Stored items
○ ○ ○ ○ ○ ○ ○
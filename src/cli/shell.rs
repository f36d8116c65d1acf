//! Line-oriented interactive session over a [`ManifestApp`].

use std::io::Write;
use std::path::PathBuf;

use anyhow::{Context, Result};
use tokio::io::{AsyncBufRead, AsyncBufReadExt};

use crate::app::{ManifestApp, render};
use crate::clipboard::Clipboard;
use crate::extract::{FileKind, FileSelection};

const HELP: &str = "\
Commands:
  paste                          read manifest text until a line with a single '.'
  load <file>                    parse a manifest file
  fetch <url>                    fetch and parse a deployed manifest
  filter [text]                  filter routes (no text clears the filter)
  show                           list route cards
  copy routes|js|css             copy all routes, or all .js/.css files
  copy-route <route> [all|js|css] copy the files of one route
  clear                          reset everything
  help                           show this help
  quit                           leave the shell";

/// One parsed shell command.
#[derive(Debug, Clone, PartialEq, Eq)]
pub enum ShellCommand {
  /// Read manifest text from the following lines.
  Paste,
  /// Parse a file.
  Load(PathBuf),
  /// Fetch a URL.
  Fetch(String),
  /// Set or clear the route filter.
  Filter(String),
  /// Render route cards.
  Show,
  /// Copy every route name.
  CopyRoutes,
  /// Copy every file of a kind across routes.
  CopyFiles(FileKind),
  /// Copy files of one route.
  CopyRoute(String, FileSelection),
  /// Reset state.
  Clear,
  /// Print help.
  Help,
  /// Leave the shell.
  Quit,
}

impl ShellCommand {
  /// Parse one input line. Blank lines yield `Ok(None)`.
  pub fn parse(line: &str) -> Result<Option<Self>, String> {
    let line = line.trim();
    if line.is_empty() {
      return Ok(None);
    }
    let (name, rest) = line.split_once(char::is_whitespace).unwrap_or((line, ""));
    let rest = rest.trim();

    let command = match name {
      "paste" => Self::Paste,
      "load" if !rest.is_empty() => Self::Load(PathBuf::from(rest)),
      "load" => return Err("usage: load <file>".into()),
      "fetch" if !rest.is_empty() => Self::Fetch(rest.to_string()),
      "fetch" => return Err("usage: fetch <url>".into()),
      "filter" => Self::Filter(rest.to_string()),
      "show" | "ls" => Self::Show,
      "copy" => match rest {
        "routes" => Self::CopyRoutes,
        "js" => Self::CopyFiles(FileKind::Script),
        "css" => Self::CopyFiles(FileKind::Stylesheet),
        _ => return Err("usage: copy routes|js|css".into()),
      },
      "copy-route" => {
        let mut parts = rest.split_whitespace();
        let route = parts.next().ok_or("usage: copy-route <route> [all|js|css]")?;
        let selection = match parts.next() {
          Some(selection) => selection.parse()?,
          None => FileSelection::All,
        };
        Self::CopyRoute(route.to_string(), selection)
      }
      "clear" => Self::Clear,
      "help" | "?" => Self::Help,
      "quit" | "exit" => Self::Quit,
      other => return Err(format!("unknown command '{other}', try 'help'")),
    };
    Ok(Some(command))
  }
}

/// Run the session until `quit` or end of input.
pub async fn run_shell<C, R, W>(app: &mut ManifestApp<C>, input: R, out: &mut W) -> Result<()>
where
  C: Clipboard,
  R: AsyncBufRead + Unpin,
  W: Write,
{
  let mut lines = input.lines();
  writeln!(out, "next-manifest shell. Type 'help' for commands.")?;

  loop {
    write!(out, "> ")?;
    out.flush()?;
    let Some(line) = lines.next_line().await.context("failed to read command")? else {
      break;
    };

    let command = match ShellCommand::parse(&line) {
      Ok(Some(command)) => command,
      Ok(None) => continue,
      Err(usage) => {
        writeln!(out, "{usage}")?;
        continue;
      }
    };

    let show_routes = match command {
      ShellCommand::Quit => break,
      ShellCommand::Help => {
        writeln!(out, "{HELP}")?;
        false
      }
      ShellCommand::Paste => {
        writeln!(out, "Paste the manifest, then a line with a single '.'")?;
        let mut content = String::new();
        while let Some(line) = lines.next_line().await.context("failed to read manifest")? {
          if line.trim() == "." {
            break;
          }
          content.push_str(&line);
          content.push('\n');
        }
        app.parse(Some(content)).await
      }
      ShellCommand::Load(path) => match tokio::fs::read_to_string(&path).await {
        Ok(content) => app.parse(Some(content)).await,
        Err(error) => {
          writeln!(out, "failed to read {}: {error}", path.display())?;
          false
        }
      },
      ShellCommand::Fetch(url) => app.fetch(&url).await,
      ShellCommand::Filter(text) => {
        app.set_filter(text);
        true
      }
      ShellCommand::Show => true,
      ShellCommand::CopyRoutes => {
        app.copy_all_routes();
        false
      }
      ShellCommand::CopyFiles(kind) => {
        app.copy_all_files_with_ext(kind);
        false
      }
      ShellCommand::CopyRoute(route, selection) => {
        app.copy_route(&route, selection);
        false
      }
      ShellCommand::Clear => {
        app.clear();
        writeln!(out, "Cleared.")?;
        false
      }
    };

    if let Some(notice) = app.notices().current() {
      writeln!(out, "{}", render::render_notice(notice))?;
    }
    if show_routes {
      write!(out, "{}", render::render_routes(app.state()))?;
    }
  }
  Ok(())
}

#[cfg(test)]
mod tests {
  use super::*;
  use crate::clipboard::TerminalClipboard;
  use crate::config::InspectorConfig;

  #[test]
  fn parses_commands() {
    assert_eq!(ShellCommand::parse("   "), Ok(None));
    assert_eq!(ShellCommand::parse("copy js"), Ok(Some(ShellCommand::CopyFiles(FileKind::Script))));
    assert_eq!(
      ShellCommand::parse("copy-route /blog/[slug] css"),
      Ok(Some(ShellCommand::CopyRoute("/blog/[slug]".into(), FileSelection::Stylesheets)))
    );
    assert_eq!(
      ShellCommand::parse("copy-route /a"),
      Ok(Some(ShellCommand::CopyRoute("/a".into(), FileSelection::All)))
    );
    assert_eq!(ShellCommand::parse("filter"), Ok(Some(ShellCommand::Filter(String::new()))));
    assert!(ShellCommand::parse("fetch").is_err());
    assert!(ShellCommand::parse("copy png").is_err());
    assert!(ShellCommand::parse("dance").is_err());
  }

  #[tokio::test]
  async fn pastes_filters_and_copies() {
    let mut app = ManifestApp::new(&InspectorConfig::default(), TerminalClipboard::new(Vec::new()))
      .expect("app should start");
    let script = "paste\nself.__BUILD_MANIFEST = {\n'/a': ['/a.js'], '/blog': ['/b.js', '/b.css']\n}\n.\nfilter blog\ncopy-route /blog css\nquit\nshow\n";
    let mut out = Vec::new();
    run_shell(&mut app, script.as_bytes(), &mut out).await.unwrap();

    let transcript = String::from_utf8(out).unwrap();
    assert!(transcript.contains("Discovered 2 Routes"));
    assert!(transcript.contains("1 matching \"blog\""));
    assert!(transcript.contains("Copied!"));
    assert_eq!(app.state().filter, "blog");
    assert_eq!(app.filtered_routes(), vec!["/blog"]);
  }
}
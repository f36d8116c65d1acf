//! Command-line front ends.

pub mod args;
mod run;
mod shell;

use std::process::ExitCode;

use anyhow::Result;
use tokio::io::BufReader;

pub use args::{Cli, Commands, CopyTarget, OutputArgs};
pub use run::{Source, run_once};
pub use shell::{ShellCommand, run_shell};

use crate::app::ManifestApp;
use crate::clipboard::SystemClipboard;
use crate::config::InspectorConfig;

/// Dispatch the parsed command line.
pub async fn execute(cli: &Cli, config: &InspectorConfig) -> Result<ExitCode> {
  match &cli.command {
    Commands::Parse { file, output } => run_once(Source::File(file.as_deref()), output, config).await,
    Commands::Fetch { url, output } => run_once(Source::Url(url), output, config).await,
    Commands::Shell => {
      let mut app = ManifestApp::new(config, SystemClipboard::new())?;
      let input = BufReader::new(tokio::io::stdin());
      run_shell(&mut app, input, &mut std::io::stdout()).await?;
      Ok(ExitCode::SUCCESS)
    }
  }
}
/// Parser for a single assignment-level expression (no top-level comma).
fn expression<'a>() -> impl Parser<'a, &'a str, Expr, Extra<'a>> + Clone {
  recursive(|assign| {
    let assign: ExprParser<'a> = assign.boxed();
    let sequence = sequence_of(assign.clone());
    let block = statements(assign.clone(), sequence.clone())
      .delimited_by(symbol("{"), symbol("}"))
      .boxed();

    let params = binding()
      .separated_by(symbol(","))
      .allow_trailing()
      .collect::<Vec<_>>()
      .delimited_by(symbol("("), symbol(")"));

    let function = keyword("function")
      .ignore_then(binding().or_not())
      .then(params.clone())
      .then(block.clone())
      .map(|((name, params), body)| {
        Expr::Function(Rc::new(FunctionDef {
          name,
          params,
          body: FunctionBody::Block(body),
        }))
      });

    let arrow = choice((binding().map(|name| vec![name]), params))
      .then_ignore(symbol("=>"))
      .then(choice((
        block.map(FunctionBody::Block),
        assign.clone().map(|body| FunctionBody::Expr(Box::new(body))),
      )))
      .map(|(params, body)| {
        Expr::Function(Rc::new(FunctionDef {
          name: None,
          params,
          body,
        }))
      });

    let literal = choice((
      keyword("true").to(Expr::Bool(true)),
      keyword("false").to(Expr::Bool(false)),
      keyword("null").to(Expr::Null),
      lexeme(number_literal()).map(Expr::Number),
      lexeme(string_literal()).map(Expr::Str),
    ));

    let array = assign
      .clone()
      .separated_by(symbol(","))
      .allow_trailing()
      .collect::<Vec<_>>()
      .delimited_by(symbol("["), symbol("]"))
      .map(Expr::Array);

    let property_key = choice((
      lexeme(identifier_name()).map(|name: &str| PropertyKey::Named(name.to_string())),
      lexeme(string_literal()).map(PropertyKey::Named),
      lexeme(number_literal()).map(|number| PropertyKey::Named(number_to_string(number))),
      assign
        .clone()
        .delimited_by(symbol("["), symbol("]"))
        .map(PropertyKey::Computed),
    ));
    let property = choice((
      property_key
        .then_ignore(symbol(":"))
        .then(assign.clone())
        .map(|(key, value)| Property { key, value }),
      binding().map(|name| Property {
        key: PropertyKey::Named(name.clone()),
        value: Expr::Ident(name),
      }),
    ));
    let object = property
      .separated_by(symbol(","))
      .allow_trailing()
      .collect::<Vec<_>>()
      .delimited_by(symbol("{"), symbol("}"))
      .map(Expr::Object);

    let primary = choice((
      arrow,
      function,
      literal,
      array,
      object,
      sequence.clone().delimited_by(symbol("("), symbol(")")),
      binding().map(Expr::Ident),
    ))
    .boxed();

    let arguments = assign
      .clone()
      .separated_by(symbol(","))
      .allow_trailing()
      .collect::<Vec<_>>()
      .delimited_by(symbol("("), symbol(")"));
    let postfix = choice((
      symbol(".")
        .ignore_then(lexeme(identifier_name()))
        .map(|name: &str| Postfix::Member(Expr::Str(name.to_string()))),
      sequence
        .clone()
        .delimited_by(symbol("["), symbol("]"))
        .map(Postfix::Member),
      arguments.map(Postfix::Call),
    ));
    let call = primary
      .foldl(postfix.repeated(), |expr, postfix| match postfix {
        Postfix::Member(property) => Expr::Member {
          object: Box::new(expr),
          property: Box::new(property),
        },
        Postfix::Call(args) => Expr::Call {
          callee: Box::new(expr),
          args,
        },
      })
      .boxed();

    let unary_operator = choice((
      symbol("!").to(UnaryOp::Not),
      operator("-", "-").to(UnaryOp::Negate),
      operator("+", "+").to(UnaryOp::Plus),
      keyword("typeof").to(UnaryOp::TypeOf),
      keyword("void").to(UnaryOp::Void),
    ));
    let unary = unary_operator
      .repeated()
      .foldr(call, |op, operand| Expr::Unary(op, Box::new(operand)))
      .boxed();

    let multiplicative = binary_level(
      unary,
      choice((
        operator("*", "=*").to(BinaryOp::Mul),
        operator("/", "=").to(BinaryOp::Div),
        operator("%", "=").to(BinaryOp::Rem),
      )),
    );
    let additive = binary_level(
      multiplicative,
      choice((
        operator("+", "+=").to(BinaryOp::Add),
        operator("-", "-=").to(BinaryOp::Sub),
      )),
    );
    let relational = binary_level(
      additive,
      choice((
        symbol("<=").to(BinaryOp::LtEq),
        symbol(">=").to(BinaryOp::GtEq),
        operator("<", "<=").to(BinaryOp::Lt),
        operator(">", ">=").to(BinaryOp::Gt),
      )),
    );
    let equality = binary_level(
      relational,
      choice((
        symbol("===").to(BinaryOp::StrictEq),
        symbol("!==").to(BinaryOp::StrictNotEq),
        symbol("==").to(BinaryOp::Eq),
        symbol("!=").to(BinaryOp::NotEq),
      )),
    );
    let logical_and = logical_level(equality, symbol("&&").to(LogicalOp::And));
    let logical_or = logical_level(
      logical_and,
      choice((
        symbol("||").to(LogicalOp::Or),
        symbol("??").to(LogicalOp::Coalesce),
      )),
    );

    let conditional = logical_or
      .then(
        operator("?", "?.")
          .ignore_then(assign.clone())
          .then_ignore(symbol(":"))
          .then(assign.clone())
          .or_not(),
      )
      .map(|(test, branches)| match branches {
        Some((consequent, alternate)) => Expr::Conditional {
          test: Box::new(test),
          consequent: Box::new(consequent),
          alternate: Box::new(alternate),
        },
        None => test,
      });

    conditional
      .then(operator("=", "=>").ignore_then(assign).or_not())
      .try_map(|(target, value), span| match value {
        None => Ok(target),
        Some(value) => match target {
          Expr::Ident(_) | Expr::Member { .. } => Ok(Expr::Assign {
            target: Box::new(target),
            value: Box::new(value),
          }),
          _ => Err(Rich::custom(span, "Invalid left-hand side in assignment")),
        },
      })
  })
}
○ ○ ○ ○ ○ ○ ○
What is needed is every line from the data above that includes the string "cards", copied out.

  show                           list route cards
  /// Render route cards.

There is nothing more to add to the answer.